Yesterday was my mom’s birthday. It was the first one since her passing, and you know… I thought I could ignore it. Having not lived nearby for the bulk of my adult life, it wasn’t really a huge event between us. There were cards exchanged, phone calls, a sporadic gift or two (because I am, hands down, the world’s worst gifter). But we had no rhythm of tradition that have been broken with her absence, no obvious hole that hovered over the day, achingly unfilled.

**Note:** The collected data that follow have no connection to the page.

use reqwest::header::{HeaderMap, AUTHORIZATION};
use serde_json::{json, Value};

use super::{base_headers, header_value, ProviderAdapter, RequestOptions};
use crate::error::AiError;
use crate::models::{Message, ProviderConfig, Role};

const DIFY_USER: &str = "modelrace";

/**
 * \brief Dify 应用的 chat-messages 接口。
 *
 * Dify 自己维护会话，这里只发送最后一条用户消息。
 */
pub struct DifyAdapter {
    config: ProviderConfig,
}

impl DifyAdapter {
    pub fn new(config: ProviderConfig) -> Self {
        Self { config }
    }
}

impl ProviderAdapter for DifyAdapter {
    fn config(&self) -> &ProviderConfig {
        &self.config
    }

    fn request_url(&self, _model_id: &str) -> String {
        format!("{}/chat-messages", self.config.effective_base_url())
    }

    fn request_headers(&self, streaming: bool) -> Result<HeaderMap, AiError> {
        let mut headers = base_headers(streaming);
        if let Some(key) = self.config.api_key() {
            headers.insert(AUTHORIZATION, header_value(&format!("Bearer {key}"))?);
        }
        Ok(headers)
    }

    fn request_body(&self, messages: &[Message], _model_id: &str, options: &RequestOptions) -> Value {
        let query = messages
            .iter()
            .rev()
            .find(|m| m.role() == Role::User)
            .map(|m| m.content.text())
            .unwrap_or_default();
        json!({
            "inputs": {},
            "query": query,
            "response_mode": if options.stream { "streaming" } else { "blocking" },
            "user": DIFY_USER,
            "conversation_id": "",
        })
    }

    fn parse_response(&self, response: &Value) -> Option<String> {
        response.get("answer")?.as_str().map(|s| s.to_string())
    }

    fn parse_stream_chunk(&self, event: &Value) -> Option<String> {
        match event.get("event").and_then(Value::as_str) {
            Some("message") | Some("agent_message") => event
                .get("answer")?
                .as_str()
                .filter(|s| !s.is_empty())
                .map(|s| s.to_string()),
            _ => None,
        }
    }
}

#[cfg(test)]
mod tests {
    use super::*;
    use crate::adapters::test_support::provider;
    use crate::models::ProviderType;

    fn adapter() -> DifyAdapter {
        DifyAdapter::new(provider("dify", ProviderType::Dify, "https://api.dify.ai/v1/"))
    }

    #[test]
    fn test_body_sends_last_user_turn() {
        let a = adapter();
        let messages = vec![
            Message::user("first"),
            Message::assistant("reply"),
            Message::user("second"),
            Message::assistant("trailing"),
        ];
        let body = a.request_body(
            &messages,
            "app",
            &RequestOptions {
                stream: true,
                ..Default::default()
            },
        );
        assert_eq!(body["query"], "second");
        assert_eq!(body["response_mode"], "streaming");
        assert_eq!(body["conversation_id"], "");
        assert_eq!(a.request_url("app"), "https://api.dify.ai/v1/chat-messages");
    }

    #[test]
    fn test_stream_events_and_files() {
        let a = adapter();
        let msg = json!({"event": "message", "answer": "hi"});
        let agent = json!({"event": "agent_message", "answer": "yo"});
        let end = json!({"event": "message_end", "answer": "ignored"});
        assert_eq!(a.parse_stream_chunk(&msg).as_deref(), Some("hi"));
        assert_eq!(a.parse_stream_chunk(&agent).as_deref(), Some("yo"));
        assert_eq!(a.parse_stream_chunk(&end), None);
        assert_eq!(
            a.parse_response(&json!({"answer": "done"})).as_deref(),
            Some("done")
        );
        assert!(!a.supports_files("app"));
    }
}
pub mod adapters;
pub mod client;
pub mod config;
pub mod db;
pub mod dispatcher;
pub mod error;
pub mod lang;
pub mod models;
pub mod modes;
pub mod processor;
pub mod registry;
pub mod server;
pub mod simulator;
pub mod stream;
pub mod telemetry;

/**
 * \brief SDK 预导入集合，方便外部引用常用类型。
 */
pub mod prelude {
    pub use crate::client::{ExecutionClient, LocalClient, RemoteClient};
    pub use crate::config::{RemoteConfig, RemoteConfigSource, StaticRemoteConfig};
    pub use crate::db::{self, SqliteStore};
    pub use crate::dispatcher::{Dispatcher, ExecutionRequest};
    pub use crate::error::AiError;
    pub use crate::lang::{DefaultLang, Lang};
    pub use crate::models::{
        DispatchOutput, ExecutionConfig, ExecutionMode, ExecutionResult, Message, ModelDescriptor,
        ProviderConfig, ProviderType, RaceEntry, RaceStatus,
    };
    pub use crate::modes::Engine;
    pub use crate::registry::{InMemoryRegistry, ProviderRegistry};
    pub use crate::stream::{StreamEvent, StreamSink};
    pub use crate::{server, telemetry};
}
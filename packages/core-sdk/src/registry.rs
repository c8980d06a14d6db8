use std::collections::HashMap;

use async_trait::async_trait;

use crate::models::ProviderConfig;

/** \brief 无需 API Key 即可调用的 Provider。 */
pub const KEYLESS_PROVIDERS: &[&str] = &["cerebras"];

pub fn is_keyless(provider_id: &str) -> bool {
    KEYLESS_PROVIDERS
        .iter()
        .any(|p| p.eq_ignore_ascii_case(provider_id))
}

/**
 * \brief Provider 注册表（只读）。
 *
 * 查询是同步的；落盘的实现通过 snapshot 在执行前一次性载入内存。
 */
#[async_trait]
pub trait ProviderRegistry: Send + Sync {
    fn get_provider(&self, provider_id: &str) -> Option<ProviderConfig>;
    fn all_providers(&self) -> Vec<ProviderConfig>;

    /**
     * \brief 单次执行使用的内存快照。
     * \return None 表示自身已在内存中，直接使用即可
     */
    async fn snapshot(&self) -> Option<InMemoryRegistry> {
        None
    }
}

/**
 * \brief 内存注册表，常用于测试或一次性加载的快照。
 */
#[derive(Debug, Clone, Default)]
pub struct InMemoryRegistry {
    providers: HashMap<String, ProviderConfig>,
    order: Vec<String>,
}

impl InMemoryRegistry {
    pub fn new(providers: Vec<ProviderConfig>) -> Self {
        let mut registry = Self::default();
        for provider in providers {
            registry.insert(provider);
        }
        registry
    }

    pub fn insert(&mut self, provider: ProviderConfig) {
        if !self.providers.contains_key(&provider.provider_id) {
            self.order.push(provider.provider_id.clone());
        }
        self.providers.insert(provider.provider_id.clone(), provider);
    }
}

#[async_trait]
impl ProviderRegistry for InMemoryRegistry {
    fn get_provider(&self, provider_id: &str) -> Option<ProviderConfig> {
        self.providers.get(provider_id).cloned()
    }

    fn all_providers(&self) -> Vec<ProviderConfig> {
        self.order
            .iter()
            .filter_map(|id| self.providers.get(id).cloned())
            .collect()
    }
}
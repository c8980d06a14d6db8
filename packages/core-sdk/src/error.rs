use thiserror::Error;

/** \brief 表示模型不接受多模态输入的错误关键字。 */
const FILE_SUPPORT_KEYWORDS: &[&str] = &[
    "image",
    "file",
    "attachment",
    "document",
    "multimodal",
    "unsupported",
    "not support",
];

/**
 * \brief 执行引擎的错误分类。
 *
 * 适配器、执行模式、客户端与调度器统一返回该类型。
 */
#[derive(Error, Debug, Clone, PartialEq)]
pub enum AiError {
    /** \brief 缺少凭据或 providerId/modelId 格式错误 */
    #[error("{0}")]
    Config(String),

    /** \brief Provider 不存在 */
    #[error("{message}")]
    NotFound { message: String, provider: String },

    /** \brief 模型不支持附带的图片或文件 */
    #[error("{0}")]
    FileSupport(String),

    #[error("{message}")]
    RateLimit { message: String, provider: String },

    #[error("{message}")]
    Auth { message: String, provider: String },

    #[error("{message}")]
    Forbidden { message: String, provider: String },

    #[error("{message}")]
    Server {
        message: String,
        provider: String,
        status: u16,
    },

    /** \brief 传输失败或超时 */
    #[error("{0}")]
    Network(String),

    /** \brief 其他 HTTP 错误，保留 Provider 与状态码 */
    #[error("{message}")]
    Api {
        message: String,
        provider: String,
        status: u16,
    },

    /** \brief 调用方取消 */
    #[error("{0}")]
    Cancelled(String),

    /** \brief 请求不合法，如缺少消息或模型数量不符 */
    #[error("{0}")]
    Validation(String),

    /** \brief 响应体无法解析 */
    #[error("{0}")]
    Stream(String),
}

impl AiError {
    /**
     * \brief 按 HTTP 状态码归类非 2xx 响应。
     */
    pub fn from_status(status: u16, message: impl Into<String>, provider: impl Into<String>) -> Self {
        let message = message.into();
        let provider = provider.into();
        match status {
            401 => AiError::Auth { message, provider },
            403 => AiError::Forbidden { message, provider },
            404 => AiError::NotFound { message, provider },
            429 => AiError::RateLimit { message, provider },
            500..=599 => AiError::Server {
                message,
                provider,
                status,
            },
            _ => AiError::Api {
                message,
                provider,
                status,
            },
        }
    }

    pub fn timeout() -> Self {
        AiError::Network("timeout".to_string())
    }

    pub fn status_code(&self) -> Option<u16> {
        match self {
            AiError::NotFound { .. } => Some(404),
            AiError::RateLimit { .. } => Some(429),
            AiError::Auth { .. } => Some(401),
            AiError::Forbidden { .. } => Some(403),
            AiError::Server { status, .. } | AiError::Api { status, .. } => Some(*status),
            _ => None,
        }
    }

    pub fn provider(&self) -> Option<&str> {
        match self {
            AiError::NotFound { provider, .. }
            | AiError::RateLimit { provider, .. }
            | AiError::Auth { provider, .. }
            | AiError::Forbidden { provider, .. }
            | AiError::Server { provider, .. }
            | AiError::Api { provider, .. } => Some(provider.as_str()),
            _ => None,
        }
    }

    pub fn is_timeout(&self) -> bool {
        matches!(self, AiError::Network(msg) if msg.to_ascii_lowercase().contains("timeout"))
    }

    /** \brief 远程重试跳过取消、鉴权失败与请求错误。 */
    pub fn is_retryable(&self) -> bool {
        !matches!(
            self,
            AiError::Cancelled(_)
                | AiError::Auth { .. }
                | AiError::Forbidden { .. }
                | AiError::Config(_)
                | AiError::Validation(_)
        )
    }

    pub fn is_file_support(&self) -> bool {
        matches!(self, AiError::FileSupport(_)) || is_file_support_message(&self.to_string())
    }

    /**
     * \brief 保持错误类型、Provider 与状态码，在消息前加 `prefix: `。
     */
    pub fn prefixed(self, prefix: &str) -> Self {
        let join = |message: String| format!("{prefix}: {message}");
        match self {
            AiError::Config(m) => AiError::Config(join(m)),
            AiError::NotFound { message, provider } => AiError::NotFound {
                message: join(message),
                provider,
            },
            AiError::FileSupport(m) => AiError::FileSupport(join(m)),
            AiError::RateLimit { message, provider } => AiError::RateLimit {
                message: join(message),
                provider,
            },
            AiError::Auth { message, provider } => AiError::Auth {
                message: join(message),
                provider,
            },
            AiError::Forbidden { message, provider } => AiError::Forbidden {
                message: join(message),
                provider,
            },
            AiError::Server {
                message,
                provider,
                status,
            } => AiError::Server {
                message: join(message),
                provider,
                status,
            },
            AiError::Network(m) => AiError::Network(join(m)),
            AiError::Api {
                message,
                provider,
                status,
            } => AiError::Api {
                message: join(message),
                provider,
                status,
            },
            AiError::Cancelled(m) => AiError::Cancelled(join(m)),
            AiError::Validation(m) => AiError::Validation(join(m)),
            AiError::Stream(m) => AiError::Stream(join(m)),
        }
    }
}

impl From<reqwest::Error> for AiError {
    fn from(err: reqwest::Error) -> Self {
        if err.is_timeout() {
            AiError::timeout()
        } else if err.is_decode() {
            AiError::Stream(err.to_string())
        } else {
            AiError::Network(err.to_string())
        }
    }
}

/** \brief 根据错误文本判断是否为文件或图片不受支持。 */
pub fn is_file_support_message(message: &str) -> bool {
    let lower = message.to_lowercase();
    FILE_SUPPORT_KEYWORDS.iter().any(|kw| lower.contains(kw))
}
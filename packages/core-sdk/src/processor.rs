use crate::adapters::create_adapter;
use crate::models::{FullModelId, Message, Role};
use crate::registry::ProviderRegistry;

/**
 * \brief 消息预处理选项。
 */
#[derive(Debug, Clone, Copy, PartialEq, Eq)]
pub struct ProcessOptions {
    /** \brief 保留最后一条消息上的图片 */
    pub include_images: bool,
    /** \brief 保留附件 */
    pub include_attached_files: bool,
    /** \brief 归一化角色名 */
    pub convert_roles: bool,
}

impl Default for ProcessOptions {
    fn default() -> Self {
        Self {
            include_images: true,
            include_attached_files: true,
            convert_roles: true,
        }
    }
}

/**
 * \brief 按策略整理消息列表，纯函数。
 *
 * 图片只保留在最后一条消息上；`include_images` 关闭时全部移除。
 * 角色转换：ai/assistant -> assistant，缺省或 user -> user，system 保持不变。
 */
pub fn process_messages(messages: &[Message], options: ProcessOptions) -> Vec<Message> {
    let last = messages.len().saturating_sub(1);
    messages
        .iter()
        .enumerate()
        .map(|(index, msg)| {
            let mut processed = msg.clone();

            if options.convert_roles {
                processed.role = msg.role().as_str().to_string();
            }

            processed.images = if options.include_images && index == last && !msg.images().is_empty() {
                msg.images.clone()
            } else {
                None
            };

            processed.attached_files = if options.include_attached_files && !msg.attachments().is_empty() {
                msg.attached_files.clone()
            } else {
                None
            };

            processed
        })
        .collect()
}

/** \brief 是否有任一消息携带图片或附件。 */
pub fn has_files(messages: &[Message]) -> bool {
    messages
        .iter()
        .any(|m| !m.images().is_empty() || !m.attachments().is_empty())
}

/**
 * \brief 按 Adapter 的 supports_files 拆分模型列表。
 *
 * 格式错误的 ID 被跳过；找不到 Provider 的模型归入不支持。
 * \return (支持, 不支持)，各自保持原有顺序
 */
pub fn filter_models_supporting_files(
    full_model_ids: &[String],
    registry: &dyn ProviderRegistry,
) -> (Vec<String>, Vec<String>) {
    let mut supporting = Vec::new();
    let mut not_supporting = Vec::new();

    for raw in full_model_ids {
        let Ok(id) = FullModelId::parse(raw) else {
            continue;
        };
        let supports = registry
            .get_provider(&id.provider_id)
            .map(|config| create_adapter(config).supports_files(&id.model_id))
            .unwrap_or(false);
        if supports {
            supporting.push(raw.clone());
        } else {
            not_supporting.push(raw.clone());
        }
    }

    (supporting, not_supporting)
}

/** \brief 仅用于日志：统计系统消息条数。 */
pub(crate) fn system_message_count(messages: &[Message]) -> usize {
    messages.iter().filter(|m| m.role() == Role::System).count()
}

#[cfg(test)]
mod tests {
    use super::*;
    use crate::adapters::test_support::provider;
    use crate::models::{Attachment, ProviderType};
    use crate::registry::InMemoryRegistry;

    fn conversation() -> Vec<Message> {
        vec![
            Message::new("", "first"),
            Message::new("ai", "second"),
            Message::user("third").with_images(vec!["data:image/png;base64,AA".into()]),
        ]
    }

    #[test]
    fn test_images_stripped_everywhere_when_disabled() {
        let out = process_messages(
            &conversation(),
            ProcessOptions {
                include_images: false,
                ..Default::default()
            },
        );
        assert_eq!(out.len(), 3);
        assert!(out.iter().all(|m| m.images.is_none()));
    }

    #[test]
    fn test_images_kept_only_on_last() {
        let mut messages = conversation();
        messages[0].images = Some(vec!["data:image/png;base64,BB".into()]);
        let out = process_messages(&messages, ProcessOptions::default());
        assert!(out[0].images.is_none());
        assert_eq!(out[2].images().len(), 1);
        assert_eq!(out[0].role, "user");
        assert_eq!(out[1].role, "assistant");
    }

    #[test]
    fn test_attachments_follow_flag() {
        let file = Attachment {
            name: "a.pdf".into(),
            mime_type: Some("application/pdf".into()),
            url: None,
        };
        let messages = vec![Message::user("x").with_attachments(vec![file]), Message::user("y")];
        assert!(has_files(&messages));
        let kept = process_messages(&messages, ProcessOptions::default());
        assert_eq!(kept[0].attachments().len(), 1);
        let dropped = process_messages(
            &messages,
            ProcessOptions {
                include_attached_files: false,
                ..Default::default()
            },
        );
        assert!(!has_files(&dropped));
        assert!(!has_files(&[Message::user("plain")]));
    }

    #[test]
    fn test_filter_models_supporting_files() {
        let registry = InMemoryRegistry::new(vec![
            provider("openai", ProviderType::OpenaiCompatible, "https://o"),
            provider("google", ProviderType::GoogleAi, "https://g"),
        ]);
        let ids: Vec<String> = [
            "openai/gpt-4o",
            "openai/gpt-3.5-turbo",
            "google/gemini-pro",
            "ghost/model",
            "malformed",
        ]
        .iter()
        .map(|s| s.to_string())
        .collect();
        let (yes, no) = filter_models_supporting_files(&ids, &registry);
        assert_eq!(yes, vec!["openai/gpt-4o", "google/gemini-pro"]);
        assert_eq!(no, vec!["openai/gpt-3.5-turbo", "ghost/model"]);
    }
}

Instead, there was simply this: the day that could have been, versus the day that was.

A Birthday Cake for Mom

We’ve lived on the farm—a handful of miles from her— for three of her birthdays. The first two found her here, at my kitchen table. I made whatever dinner she was in the mood for. Nothing fancy, nothing that was too much trouble, none of the exotic dishes she leaned to in her younger days—because her tastes had become so much less adventurous as she got older. Of course, each year, I baked her a cake. My mom was known as a splendid cook, but it was her cakes that were sublime. Her glass, domed cake plate always held some treasure, from as far as I could remember. I believe the first birthday cake I made for her was German chocolate because goodness, that woman loved a rich German chocolate cake more than anyone else I’ve ever met. The second year, when she turned 66, I recreated her signature Hawaiian Wedding Cake from a recipe I found online as a surprise; she said it wasn’t quite right, but was made nearly perfect by the fact that she was surrounded by her grandkids as she blew out her candles.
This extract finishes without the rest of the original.